Hélène Grimaud – éthique et bonheur

Transcription de la vidéo

Comment apprend-on à être heureux ?

Ça va vous paraître très cliché, ça n’en est pas moins vrai : c’est de savoir vivre dans l’instant, de savoir se réjouir des petites choses, néanmoins magnifiques. Ça peut être un échange très éphémère, ça peut être le sourire de quelqu’un, la possibilité de créer le sourire chez l’autre, par un mot que l’on peut prononcer. Voilà, ce sont des petites choses de tous les jours qu’il faut aussi savoir vivre comme si ce qui pouvait venir après n’avait que très peu d’importance. Je pense que c’est sans arrêt. Mais il y a cette tendance que nous avons malheureusement à toujours ruminer sur ce qui a pu avoir lieu ou également à se projeter dans ce qui pourra éventuellement être. C’est très dangereux comme jeu. Malheureusement on ne peut pas s’empêcher de le faire. Nous sommes humains aussi, mais c’est un obstacle, je pense, à cet état de contentement profond.

Faut-il travailler cette aptitude au bonheur ?

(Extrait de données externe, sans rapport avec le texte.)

//! Database initialization
//!
//! Opens (or creates) the SQLite database and applies the schema. Every
//! statement is `CREATE ... IF NOT EXISTS`, so initialization is safe to run
//! on every startup.

use crate::Result;
use sqlx::{sqlite::SqlitePoolOptions, SqlitePool};
use std::path::Path;
use tracing::{info, warn};

/// Initialize database connection and create tables if needed
pub async fn init_database(db_path: &Path) -> Result<SqlitePool> {
    let newly_created = !db_path.exists();

    if let Some(parent) = db_path.parent() {
        if !parent.as_os_str().is_empty() {
            std::fs::create_dir_all(parent)?;
        }
    }

    let db_url = format!("sqlite://{}?mode=rwc", db_path.display());
    let pool = SqlitePoolOptions::new()
        .max_connections(10)
        .min_connections(1)
        .connect(&db_url)
        .await?;

    if newly_created {
        info!("Initialized new database: {}", db_path.display());
    } else {
        info!("Opened existing database: {}", db_path.display());
    }

    sqlx::query("PRAGMA foreign_keys = ON").execute(&pool).await?;

    // One writer (the batch driver) with concurrent API readers
    sqlx::query("PRAGMA journal_mode = WAL").execute(&pool).await?;

    create_schema(&pool).await?;
    init_default_settings(&pool).await?;

    // Short busy timeout; longer waits are handled by retry_on_lock
    let timeout_ms: i64 = sqlx::query_scalar(
        "SELECT CAST(value AS INTEGER) FROM settings WHERE key = 'database_lock_retry_ms'",
    )
    .fetch_optional(&pool)
    .await?
    .unwrap_or(250);

    let pragma_sql = format!("PRAGMA busy_timeout = {}", timeout_ms);
    sqlx::query(&pragma_sql).execute(&pool).await?;

    info!("Database busy timeout set to {} ms", timeout_ms);

    Ok(pool)
}

/// Create every table and index
///
/// Split out of [`init_database`] so tests can build the schema on an
/// in-memory pool.
pub async fn create_schema(pool: &SqlitePool) -> Result<()> {
    create_settings_table(pool).await?;

    // Source data (loaded by the ETL collectors)
    create_legislators_table(pool).await?;
    create_proposals_table(pool).await?;
    create_authorships_table(pool).await?;
    create_expenses_table(pool).await?;
    create_earmarks_table(pool).await?;

    // Analysis pipeline output
    create_proposal_analyses_table(pool).await?;
    create_processing_logs_table(pool).await?;
    create_legislator_scores_table(pool).await?;
    create_analysis_runs_table(pool).await?;

    Ok(())
}

/// Create the settings table
///
/// Stores application configuration key-value pairs.
pub async fn create_settings_table(pool: &SqlitePool) -> Result<()> {
    sqlx::query(
        r#"
        CREATE TABLE IF NOT EXISTS settings (
            key TEXT PRIMARY KEY,
            value TEXT,
            updated_at TIMESTAMP NOT NULL DEFAULT CURRENT_TIMESTAMP
        )
        "#,
    )
    .execute(pool)
    .await?;

    Ok(())
}

/// Seed settings that only the database layer reads
///
/// Pipeline and LLM settings are deliberately not seeded: an absent row
/// lets the TOML file and compiled defaults apply.
async fn init_default_settings(pool: &SqlitePool) -> Result<()> {
    ensure_setting(pool, "database_lock_retry_ms", "250").await?;
    ensure_setting(pool, "database_max_lock_wait_ms", "5000").await?;
    Ok(())
}

/// Ensure a setting exists with the specified default value
///
/// A missing row is created; a row holding NULL is reset to the default.
async fn ensure_setting(pool: &SqlitePool, key: &str, default_value: &str) -> Result<()> {
    let value: Option<Option<String>> =
        sqlx::query_scalar("SELECT value FROM settings WHERE key = ?")
            .bind(key)
            .fetch_optional(pool)
            .await?;

    match value {
        None => {
            sqlx::query("INSERT OR IGNORE INTO settings (key, value) VALUES (?, ?)")
                .bind(key)
                .bind(default_value)
                .execute(pool)
                .await?;
            info!("Initialized setting '{}' with default value: {}", key, default_value);
        }
        Some(None) => {
            sqlx::query("UPDATE settings SET value = ? WHERE key = ?")
                .bind(default_value)
                .bind(key)
                .execute(pool)
                .await?;
            warn!("Setting '{}' was NULL, reset to default: {}", key, default_value);
        }
        Some(Some(_)) => {}
    }

    Ok(())
}

pub async fn create_legislators_table(pool: &SqlitePool) -> Result<()> {
    sqlx::query(
        r#"
        CREATE TABLE IF NOT EXISTS legislators (
            id INTEGER PRIMARY KEY,
            camara_id INTEGER NOT NULL UNIQUE,
            name TEXT NOT NULL,
            party TEXT,
            state_uf TEXT,
            email TEXT,
            photo_url TEXT,
            status TEXT,
            created_at TIMESTAMP NOT NULL DEFAULT CURRENT_TIMESTAMP
        )
        "#,
    )
    .execute(pool)
    .await?;

    sqlx::query("CREATE INDEX IF NOT EXISTS idx_legislators_party_uf ON legislators(party, state_uf)")
        .execute(pool)
        .await?;

    Ok(())
}

pub async fn create_proposals_table(pool: &SqlitePool) -> Result<()> {
    sqlx::query(
        r#"
        CREATE TABLE IF NOT EXISTS proposals (
            id INTEGER PRIMARY KEY,
            camara_id INTEGER NOT NULL UNIQUE,
            kind TEXT NOT NULL,
            number INTEGER,
            year INTEGER,
            summary_line TEXT,
            explanation TEXT,
            presented_at TEXT,
            full_text_url TEXT,
            storage_url TEXT,
            keywords TEXT,
            created_at TIMESTAMP NOT NULL DEFAULT CURRENT_TIMESTAMP
        )
        "#,
    )
    .execute(pool)
    .await?;

    sqlx::query("CREATE INDEX IF NOT EXISTS idx_proposals_year_kind ON proposals(year, kind)")
        .execute(pool)
        .await?;

    Ok(())
}

pub async fn create_authorships_table(pool: &SqlitePool) -> Result<()> {
    sqlx::query(
        r#"
        CREATE TABLE IF NOT EXISTS authorships (
            id INTEGER PRIMARY KEY AUTOINCREMENT,
            proposal_id INTEGER NOT NULL REFERENCES proposals(id) ON DELETE CASCADE,
            legislator_id INTEGER NOT NULL REFERENCES legislators(id) ON DELETE CASCADE,
            authorship_kind TEXT,
            position INTEGER,
            UNIQUE(proposal_id, legislator_id)
        )
        "#,
    )
    .execute(pool)
    .await?;

    sqlx::query("CREATE INDEX IF NOT EXISTS idx_authorships_legislator ON authorships(legislator_id)")
        .execute(pool)
        .await?;

    Ok(())
}

pub async fn create_expenses_table(pool: &SqlitePool) -> Result<()> {
    sqlx::query(
        r#"
        CREATE TABLE IF NOT EXISTS expenses (
            id INTEGER PRIMARY KEY AUTOINCREMENT,
            legislator_id INTEGER NOT NULL REFERENCES legislators(id) ON DELETE CASCADE,
            year INTEGER NOT NULL,
            month INTEGER NOT NULL CHECK (month BETWEEN 1 AND 12),
            expense_kind TEXT,
            supplier TEXT,
            document_value REAL NOT NULL DEFAULT 0,
            net_value REAL NOT NULL DEFAULT 0
        )
        "#,
    )
    .execute(pool)
    .await?;

    sqlx::query("CREATE INDEX IF NOT EXISTS idx_expenses_legislator_year ON expenses(legislator_id, year)")
        .execute(pool)
        .await?;

    Ok(())
}

pub async fn create_earmarks_table(pool: &SqlitePool) -> Result<()> {
    sqlx::query(
        r#"
        CREATE TABLE IF NOT EXISTS earmarks (
            id INTEGER PRIMARY KEY AUTOINCREMENT,
            legislator_id INTEGER NOT NULL REFERENCES legislators(id) ON DELETE CASCADE,
            year INTEGER NOT NULL,
            kind TEXT,
            number TEXT,
            committed_value REAL NOT NULL DEFAULT 0,
            paid_value REAL NOT NULL DEFAULT 0
        )
        "#,
    )
    .execute(pool)
    .await?;

    sqlx::query("CREATE INDEX IF NOT EXISTS idx_earmarks_legislator_year ON earmarks(legislator_id, year)")
        .execute(pool)
        .await?;

    Ok(())
}

/// Create the proposal_analyses table
///
/// One row per proposal. The row doubles as the pipeline checkpoint: `stage`
/// records the last completed step so an interrupted item resumes there.
pub async fn create_proposal_analyses_table(pool: &SqlitePool) -> Result<()> {
    sqlx::query(
        r#"
        CREATE TABLE IF NOT EXISTS proposal_analyses (
            id INTEGER PRIMARY KEY AUTOINCREMENT,
            proposal_id INTEGER NOT NULL UNIQUE REFERENCES proposals(id) ON DELETE CASCADE,
            stage TEXT NOT NULL DEFAULT 'PENDING',
            text_source TEXT,
            summary TEXT,
            summarized_at TEXT,
            is_trivial INTEGER,
            trivial_reason TEXT,
            filtered_at TEXT,
            scope_impact REAL,
            sdg_alignment REAL,
            innovation_efficiency REAL,
            fiscal_sustainability REAL,
            burden_penalty REAL,
            par_final REAL,
            sdg_goals TEXT,
            analysis_notes TEXT,
            analyzed_at TEXT,
            analysis_version TEXT NOT NULL DEFAULT '1.0',
            last_error TEXT,
            attempts INTEGER NOT NULL DEFAULT 0,
            created_at TIMESTAMP NOT NULL DEFAULT CURRENT_TIMESTAMP,
            updated_at TEXT
        )
        "#,
    )
    .execute(pool)
    .await?;

    sqlx::query("CREATE INDEX IF NOT EXISTS idx_proposal_analyses_stage ON proposal_analyses(stage)")
        .execute(pool)
        .await?;

    Ok(())
}

/// Create the processing_logs audit table
pub async fn create_processing_logs_table(pool: &SqlitePool) -> Result<()> {
    sqlx::query(
        r#"
        CREATE TABLE IF NOT EXISTS processing_logs (
            id INTEGER PRIMARY KEY AUTOINCREMENT,
            process_kind TEXT NOT NULL,
            run_id TEXT,
            proposal_id INTEGER,
            legislator_id INTEGER,
            status TEXT NOT NULL CHECK (status IN ('success', 'error', 'skipped')),
            message TEXT,
            input_data TEXT,
            output_data TEXT,
            started_at TEXT NOT NULL,
            finished_at TEXT,
            duration_seconds REAL
        )
        "#,
    )
    .execute(pool)
    .await?;

    sqlx::query("CREATE INDEX IF NOT EXISTS idx_processing_logs_kind_status ON processing_logs(process_kind, status)")
        .execute(pool)
        .await?;
    sqlx::query("CREATE INDEX IF NOT EXISTS idx_processing_logs_proposal ON processing_logs(proposal_id)")
        .execute(pool)
        .await?;

    Ok(())
}

/// Create the legislator_scores table
///
/// Scores are versioned by methodology; recomputing replaces the row for
/// the same (legislator, methodology) pair.
pub async fn create_legislator_scores_table(pool: &SqlitePool) -> Result<()> {
    sqlx::query(
        r#"
        CREATE TABLE IF NOT EXISTS legislator_scores (
            id INTEGER PRIMARY KEY AUTOINCREMENT,
            legislator_id INTEGER NOT NULL REFERENCES legislators(id) ON DELETE CASCADE,
            methodology_version TEXT NOT NULL,
            reference_year INTEGER,
            performance_score REAL NOT NULL,
            relevance_score REAL NOT NULL,
            responsibility_score REAL NOT NULL,
            ethics_score REAL,
            final_score REAL NOT NULL,
            total_proposals INTEGER NOT NULL DEFAULT 0,
            analyzed_proposals INTEGER NOT NULL DEFAULT 0,
            trivial_proposals INTEGER NOT NULL DEFAULT 0,
            relevant_proposals INTEGER NOT NULL DEFAULT 0,
            total_expenses REAL NOT NULL DEFAULT 0,
            earmarks_committed REAL NOT NULL DEFAULT 0,
            earmarks_paid REAL NOT NULL DEFAULT 0,
            computed_at TEXT NOT NULL,
            UNIQUE(legislator_id, methodology_version)
        )
        "#,
    )
    .execute(pool)
    .await?;

    sqlx::query("CREATE INDEX IF NOT EXISTS idx_legislator_scores_ranking ON legislator_scores(methodology_version, final_score DESC)")
        .execute(pool)
        .await?;

    Ok(())
}

/// Create the analysis_runs table (one row per batch run)
pub async fn create_analysis_runs_table(pool: &SqlitePool) -> Result<()> {
    sqlx::query(
        r#"
        CREATE TABLE IF NOT EXISTS analysis_runs (
            run_id TEXT PRIMARY KEY,
            state TEXT NOT NULL,
            parameters TEXT NOT NULL,
            statistics TEXT NOT NULL,
            last_error TEXT,
            started_at TEXT NOT NULL,
            ended_at TEXT
        )
        "#,
    )
    .execute(pool)
    .await?;

    Ok(())
}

Non, je dirais que ça va, ça s’auto-entretient dans le meilleur des cas. Il y a aussi toujours des phases où il faut se recentrer, retourner ce regard vers l’intérieur, pouvoir puiser dans ses ressources et re-attiser la flamme. Ça n’est pas non plus quelque chose d’automatique. En fait ça suit une courbe, c’est un rythme assez naturel, biologique, organique, comme les marées. On sent des moments où on a l’impression d’avoir cette force inépuisable, cette vitalité, cette élasticité de pouvoir réagir à tout, et puis parfois on sent qu’on est arrivé là, au bout de ce mouvement, et qu’il faut un repli sur soi-même avant de pouvoir repartir et donc redonner.

Au regard de l’éthique, que vous apporte le contact avec les animaux ?

C’est très difficile à décrire, mais je crois que c’est la faculté de ressentir l’autre. Je trouve toujours ça plus facile chez les animaux que chez les humains, parce qu’il y a tellement de barrières que nous savons tous construire, que ce soit d’abord avec les mots, mais aussi avec des attitudes. Alors qu’avec les animaux il y a quand même cette magnifique possibilité de ressentir ce qui se passe sans aucun artifice, aucun retrait de leur part. Effectivement ça se travaille.

Même moi qui avais déjà une prédisposition pour le bonheur ou pour le contact avec l’autre, ou pour la faculté de vivre certains échanges dans la joie, les animaux m’ont quand même beaucoup appris là-dessus. Pour être honnête, plus que la musique.